AMHERST, Mass. – In a new investigation into how applying common privacy algorithms can cause inequities for minority populations and other groups, a team led by Gerome Miklau at the University of Massachusetts Amherst’s College of Information and Computer Sciences (CICS) explored such potential effects on results from data of the U.S. Census Bureau and other institutions.
In what they believe is the first study of its kind, the authors describe how they measured the impact of privacy algorithms on the fairness of subsequent policy choices concerning such matters as voting rights, funds allocation and political apportionment.
Miklau says, “Census data in particular is used to make hundreds of really important decisions, including things like Title I educational funding, minority language voting rights and political apportionment, all of which rely on counting people as accurately as possible.”
This means systems must effectively balance the need for privacy with the necessity for results to show correct representation of minority groups, or risk creating decision-making failures that cause societal inequities, Miklau explains. “We wanted to know if any groups are disparately affected because of privacy protections,” he adds. “For example, what is the likelihood that a school district may improperly lose funding because of the privacy protection methods?”
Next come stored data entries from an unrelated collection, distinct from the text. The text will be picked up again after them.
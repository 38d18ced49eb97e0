//! Capability detection for candidate packages.
//!
//! A package is a generator when it declares a `Generator` struct. What the
//! generator can do is read once from its method set and carried as
//! [`Capabilities`] from then on.

use bitflags::bitflags;
use genmap_core::path;
use tracing::debug;

use crate::{
    Error, Result,
    manifest::ListKind,
    parser::PackageParser,
    tree::SourceTree,
};

/// Name of the type every generator package must declare.
pub const GENERATOR_TYPE: &str = "Generator";

bitflags! {
    /// The set of capabilities a generator exposes.
    #[derive(Debug, Clone, Copy, PartialEq, Eq, Hash, Default)]
    pub struct Capabilities: u8 {
        const GENERATE = 1;
        const SERVE = 1 << 1;
        const GENERATE_CMD = 1 << 2;
        const GENERATE_PKG = 1 << 3;
    }
}

/// One role a generator can fill.
#[derive(Debug, Clone, Copy, PartialEq, Eq, Hash)]
pub enum Capability {
    /// Generate a directory into `bud/internal/<key>`.
    Generate,
    /// Serve files from `bud/internal/<key>`.
    Serve,
    /// Generate a directory into `bud/cmd/<key>`.
    GenerateCmd,
    /// Generate a directory into `bud/pkg/<key>`.
    GeneratePkg,
}

impl Capability {
    /// All capabilities, in registration order.
    pub const ALL: [Capability; 4] = [
        Capability::Generate,
        Capability::Serve,
        Capability::GenerateCmd,
        Capability::GeneratePkg,
    ];

    /// The method a `Generator` declares to expose this capability.
    pub fn method_name(self) -> &'static str {
        match self {
            Capability::Generate => "Generate",
            Capability::Serve => "Serve",
            Capability::GenerateCmd => "GenerateCmd",
            Capability::GeneratePkg => "GeneratePkg",
        }
    }

    pub fn flag(self) -> Capabilities {
        match self {
            Capability::Generate => Capabilities::GENERATE,
            Capability::Serve => Capabilities::SERVE,
            Capability::GenerateCmd => Capabilities::GENERATE_CMD,
            Capability::GeneratePkg => Capabilities::GENERATE_PKG,
        }
    }

    /// The manifest list entries with this capability land in.
    pub fn list(self) -> ListKind {
        match self {
            Capability::Serve => ListKind::DirServers,
            _ => ListKind::DirGenerators,
        }
    }

    /// Output path for a generator identified by `key`.
    ///
    /// ```
    /// use genmap_loader::Capability;
    ///
    /// assert_eq!(Capability::Generate.output_path("sitemap"), "bud/internal/sitemap");
    /// assert_eq!(Capability::GenerateCmd.output_path("tools/gen"), "bud/cmd/tools/gen");
    /// ```
    pub fn output_path(self, key: &str) -> String {
        let root = match self {
            Capability::Generate | Capability::Serve => "internal",
            Capability::GenerateCmd => "cmd",
            Capability::GeneratePkg => "pkg",
        };
        path::join(&["bud", root, key])
    }
}

impl Capabilities {
    /// Individual capabilities in registration order.
    pub fn capabilities(self) -> impl Iterator<Item = Capability> {
        Capability::ALL
            .into_iter()
            .filter(move |capability| self.contains(capability.flag()))
    }
}

/// Classifies candidate directories using a [`PackageParser`].
pub struct Inspector<'a> {
    parser: &'a dyn PackageParser,
    tree: &'a dyn SourceTree,
}

impl<'a> Inspector<'a> {
    pub fn new(parser: &'a dyn PackageParser, tree: &'a dyn SourceTree) -> Self {
        Self { parser, tree }
    }

    /// Inspect a candidate directory.
    ///
    /// Returns `Ok(None)` when the package has no `Generator` struct. Parse
    /// failures are errors: a broken candidate stops the load.
    pub fn inspect(&self, dir: &str) -> Result<Option<Capabilities>> {
        let pkg = self
            .parser
            .parse(self.tree, dir)
            .map_err(|source| Error::parse(dir, source))?;

        let Some(generator) = pkg.find_type(GENERATOR_TYPE).filter(|decl| decl.is_struct()) else {
            debug!(dir, "skipping package because there's no Generator struct");
            return Ok(None);
        };

        let capabilities = Capability::ALL
            .into_iter()
            .filter(|capability| generator.has_method(capability.method_name()))
            .fold(Capabilities::empty(), |acc, capability| acc | capability.flag());
        Ok(Some(capabilities))
    }
}

#[cfg(test)]
mod tests {
    use super::*;
    use crate::{parser::GoParser, tree::MemoryTree};

    fn inspect(src: &str) -> Result<Option<Capabilities>> {
        let tree = MemoryTree::new().with_file("generator/gen/gen.go", src);
        Inspector::new(&GoParser, &tree).inspect("generator/gen")
    }

    #[test]
    fn test_no_generator_is_skipped() {
        assert_eq!(inspect("package gen\n\ntype Helper struct{}\n").unwrap(), None);
    }

    #[test]
    fn test_generator_must_be_struct() {
        let src = "package gen\n\ntype Generator int\n\nfunc (Generator) Generate() {}\n";
        assert_eq!(inspect(src).unwrap(), None);
    }

    #[test]
    fn test_multiple_capabilities() {
        let src = "package gen\n\ntype Generator struct{}\n\nfunc (g *Generator) Serve() {}\nfunc (g *Generator) GeneratePkg() {}\nfunc (g *Generator) Other() {}\n";
        let caps = inspect(src).unwrap().unwrap();

        assert_eq!(caps, Capabilities::SERVE | Capabilities::GENERATE_PKG);
        assert_eq!(
            caps.capabilities().collect::<Vec<_>>(),
            vec![Capability::Serve, Capability::GeneratePkg]
        );
    }

    #[test]
    fn test_generator_without_capabilities() {
        let caps = inspect("package gen\n\ntype Generator struct{}\n").unwrap().unwrap();
        assert!(caps.is_empty());
    }

    #[test]
    fn test_parse_failure_is_error() {
        let err = inspect("package gen\n\ntype Generator struct {\n").unwrap_err();
        assert!(matches!(*err, Error::Parse { ref dir, .. } if dir == "generator/gen"));
    }

    #[test]
    fn test_capability_lists() {
        assert_eq!(Capability::Generate.list(), ListKind::DirGenerators);
        assert_eq!(Capability::Serve.list(), ListKind::DirServers);
        assert_eq!(Capability::GenerateCmd.list(), ListKind::DirGenerators);
        assert_eq!(Capability::GeneratePkg.output_path("db"), "bud/pkg/db");
        assert_eq!(Capability::Serve.output_path("assets"), "bud/internal/assets");
    }
}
The privacy mechanisms they studied use a model known as “differential privacy,” currently planned for use by the U.S. Census Bureau in analyzing the 2020 census. By systematically introducing “noise,” or errors, into any results that are released, differential privacy provides individuals a guarantee that their participation in a survey cannot be extracted from results obtained from that survey.
Miklau and colleagues report finding that the introduction of this noise could lead to downstream decisions that would unfairly impact certain groups. In one example, a community which has significantly higher Spanish-language representation than its immediate neighboring communities could fail to qualify for a multiple-language ballot if its representation counts were partially evened out with the communities around it.
To remedy such effects, the researchers propose new techniques for ensuring fairness in decisions made from these data, including repair mechanisms to fix inequities in differentially private results and new allocation methods for funding and benefits to ensure that noisy results won’t hurt minority communities.
Miklau and his doctoral advisee Ryan McKenna, with researchers Michael Hay at Colgate University, Ashwin Machanavajjhala and doctoral candidate David Pujol at Duke University, presented their paper, “Fair Decision Making Using Privacy-Protected Data” at this year’s ACM FAT 2020 conference in Barcelona, Spain.
“Using these methods, disparate effects on data-driven policy decisions can be effectively mitigated,” Miklau says. “We can have journalists and social scientists looking for the impacts and calling on the census for better methods for remedies. It’s taken years to move from theory to practice, but we’re getting there.”
“Differential privacy is a proven model for protecting the privacy of individuals, which will allow for more transparency in the tabulations released publicly by the U.S. Census,” Miklau says. “But while protecting privacy, we must watch for disparate effects on downstream data-driven policy decisions and develop techniques to mitigate them.”
“Using the right methods, we can simultaneously protect the public from invasions of privacy and distortions that would result in unfair losses of service.”